# Micro Fence Adaptability to 2 Routers



## garycurtis (Sep 17, 2007)

Would this be an easy thing? I'm buying a Festool OF1400 and want a Micro Fence to fit it, but also want to adapt the fence to a Milwaukee 5616 solid base.

If I have to make an adaptor on my own, I have a lot of plexiglass stock and also different gauge threaded rod.

Gary Curtis


----------



## bobj3 (Jan 17, 2006)

Hi Gary

I don't have the Festool Micro Fence or the Milwaukee 5616 but I have made my share of adaptors to do what you want to do,, this is what I would do, see below..

=========



garycurtis said:


> Would this be an easy thing?

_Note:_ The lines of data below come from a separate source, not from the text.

use anyhow::Result;
use std::path::PathBuf;

/// Get the container base path from environment variable, defaulting to "/app"
pub fn container_base_path() -> PathBuf {
    std::env::var("MOVIEPICKS_BASE_PATH")
        .map(PathBuf::from)
        .unwrap_or_else(|_| PathBuf::from("/app"))
}

pub struct PathManager {
    config_dir: PathBuf,
    data_dir: PathBuf,
    log_dir: PathBuf,
}

impl PathManager {
    pub fn new() -> Result<Self> {
        let base_dir = dirs::config_dir()
            .ok_or_else(|| anyhow::anyhow!("Could not determine config directory"))?
            .join("moviepicks");

        Ok(Self::with_base(base_dir))
    }

    /// Config files at the base, data and logs in subdirectories
    pub fn with_base(base: PathBuf) -> Self {
        Self {
            config_dir: base.clone(),
            data_dir: base.join("data"),
            log_dir: base.join("logs"),
        }
    }

    pub fn from_docker_env() -> Self {
        Self::with_base(container_base_path())
    }

    pub fn config_file(&self) -> PathBuf {
        self.config_dir.join("config.toml")
    }

    pub fn credentials_file(&self) -> PathBuf {
        self.config_dir.join("credentials.toml")
    }

    pub fn history_file(&self) -> PathBuf {
        self.data_dir.join("movie_history.json")
    }

    pub fn daemon_log_file(&self) -> PathBuf {
        self.log_dir.join("moviepicks.log")
    }

    pub fn ensure_directories(&self) -> Result<()> {
        std::fs::create_dir_all(&self.config_dir)?;
        std::fs::create_dir_all(&self.data_dir)?;
        std::fs::create_dir_all(&self.log_dir)?;
        Ok(())
    }
}

impl Default for PathManager {
    fn default() -> Self {
        // The container image creates the base directory; its presence means Docker
        let base = container_base_path();
        if base.exists() {
            return Self::from_docker_env();
        }

        Self::new().unwrap_or_else(|_| Self::from_docker_env())
    }
}
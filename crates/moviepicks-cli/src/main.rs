use chrono::NaiveDate;
use clap::{ArgAction, Parser, Subcommand};
use commands::{config, daemon, history, run};
use moviepicks_config::PathManager;

mod commands;
mod logging;
mod output;

#[derive(Parser)]
#[command(name = "moviepicks")]
#[command(about = "MoviePicks - Three themed movie recommendations, delivered daily")]
#[command(version)]
struct Cli {
    /// Enable verbose output (use multiple times for more verbosity: -v, -vv)
    #[arg(short, long, action = ArgAction::Count, global = true)]
    verbose: u8,

    /// Suppress all output except errors
    #[arg(short, long, global = true)]
    quiet: bool,

    /// Output format
    #[arg(long, global = true, default_value = "human", value_enum)]
    output: output::OutputFormat,

    #[command(subcommand)]
    command: Commands,
}

#[derive(Subcommand)]
enum Commands {
    /// Pick, enrich and send today's movies (one-time run)
    #[command(long_about = "Select today's themed movies from the catalog, skipping anything sent in the no-repeat window, enrich them and send the report. With --dry-run the report is printed instead of sent and history is left untouched.")]
    Run {
        /// Print the report instead of sending it; history is not written
        #[arg(long, action = ArgAction::SetTrue)]
        dry_run: bool,

        /// Evaluate theme and no-repeat window for this day (YYYY-MM-DD)
        #[arg(long, value_name = "DATE")]
        date: Option<NaiveDate>,
    },
    /// Run as daemon with internal scheduler
    #[command(long_about = "Run MoviePicks in the foreground and send picks on every fire of the cron schedule (six fields with seconds, evaluated in UTC). One run happens at startup unless --no-startup-run is given. Stop with Ctrl-C.")]
    Daemon {
        /// Cron schedule expression (e.g., '0 0 4 * * *' for 04:00 UTC daily)
        #[arg(long, value_name = "SCHEDULE")]
        schedule: Option<String>,

        /// Skip the run on startup
        #[arg(long, action = ArgAction::SetTrue)]
        no_startup_run: bool,
    },
    /// Show recently sent movies
    History {
        /// Number of entries to show, newest first
        #[arg(long, default_value_t = 20)]
        limit: usize,
    },
    /// Inspect or initialize configuration
    Config {
        #[command(subcommand)]
        cmd: ConfigCommands,
    },
}

#[derive(Subcommand)]
enum ConfigCommands {
    /// Show current configuration (masks secrets)
    Show,

    /// Write a config.toml with every default spelled out
    Init {
        /// Overwrite an existing config file
        #[arg(long, action = ArgAction::SetTrue)]
        force: bool,
    },

    /// Store a setting in credentials.toml (environment variables still win)
    #[command(long_about = "Store one of TMDB_API_KEY, ULTRA_INSTANCE_ID, ULTRA_TOKEN, WHATSAPP_TO or OPENAI_API_KEY in credentials.toml. The file is readable by the owner only. A variable of the same name in the environment takes precedence.")]
    SetCredential {
        /// Setting name, e.g. TMDB_API_KEY
        name: String,
        /// Value to store
        value: String,
    },

    /// Remove a setting from credentials.toml
    UnsetCredential {
        /// Setting name, e.g. OPENAI_API_KEY
        name: String,
    },
}

#[tokio::main]
async fn main() -> color_eyre::Result<()> {
    color_eyre::install()?;

    let cli = Cli::parse();

    // The daemon writes to a rotating log file; everything else to stderr
    let log_file = match cli.command {
        Commands::Daemon { .. } => Some(PathManager::default().daemon_log_file()),
        _ => None,
    };
    logging::init_logging_with_file(cli.verbose, cli.quiet, log_file).map_err(|e| color_eyre::eyre::eyre!("{}", e))?;

    let output = output::Output::new(cli.output, cli.quiet);

    match cli.command {
        Commands::Run { dry_run, date } => run::run_picks(dry_run, date, &output).await,
        Commands::Daemon {
            schedule,
            no_startup_run,
        } => daemon::run_daemon(schedule, no_startup_run, &output).await,
        Commands::History { limit } => history::show_history(limit, &output),
        Commands::Config { cmd } => config::run_config(cmd, &output),
    }
}
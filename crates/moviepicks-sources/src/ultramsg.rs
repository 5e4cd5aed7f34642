use async_trait::async_trait;
use reqwest::Client;
use std::time::Duration;
use tracing::info;
use crate::error::SourceError;
use crate::http::{create_client, ensure_success};
use crate::traits::Notifier;

const SINK_NAME: &str = "ultramsg";

/// WhatsApp delivery through an UltraMsg instance
pub struct UltraMsgNotifier {
    client: Client,
    base_url: String,
    instance_id: String,
    token: String,
}

impl UltraMsgNotifier {
    pub fn new(base_url: &str, instance_id: String, token: String, timeout: Duration) -> Self {
        Self {
            client: create_client(timeout),
            base_url: base_url.trim_end_matches('/').to_string(),
            instance_id,
            token,
        }
    }

    fn chat_url(&self) -> String {
        format!("{}/{}/messages/chat", self.base_url, self.instance_id)
    }
}

#[async_trait]
impl Notifier for UltraMsgNotifier {
    fn sink_name(&self) -> &str {
        SINK_NAME
    }

    async fn send(&self, destination: &str, body: &str) -> Result<(), SourceError> {
        let form = [("token", self.token.as_str()), ("to", destination), ("body", body)];
        let response = self
            .client
            .post(self.chat_url())
            .form(&form)
            .send()
            .await
            .map_err(|e| SourceError::from_reqwest(SINK_NAME, e))?;
        let response = ensure_success(SINK_NAME, response).await?;
        let status = response.status();
        let reply = response.text().await.unwrap_or_default();
        info!(status = %status, reply = %reply, "UltraMsg accepted message");
        Ok(())
    }
}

I'm buying a Festool OF1400 and want a Micro Fence to fit it, but also want to adapt the fence to a Milwaukee 5616 solid base.
> 
> If I have to make an adaptor on my own, I have a lot of plexiglass stock and also different gauge threaded rod.
> 
> Gary Curtis


----------



## Woodnut65 (Oct 11, 2004)

Hi: I have a few routers, and a Micro-Fence from the Micro Fence company. They sell
adaptors for a lot of routers and even the small trim routers. It is a versitile system. Hope this helps. Woodnut65


----------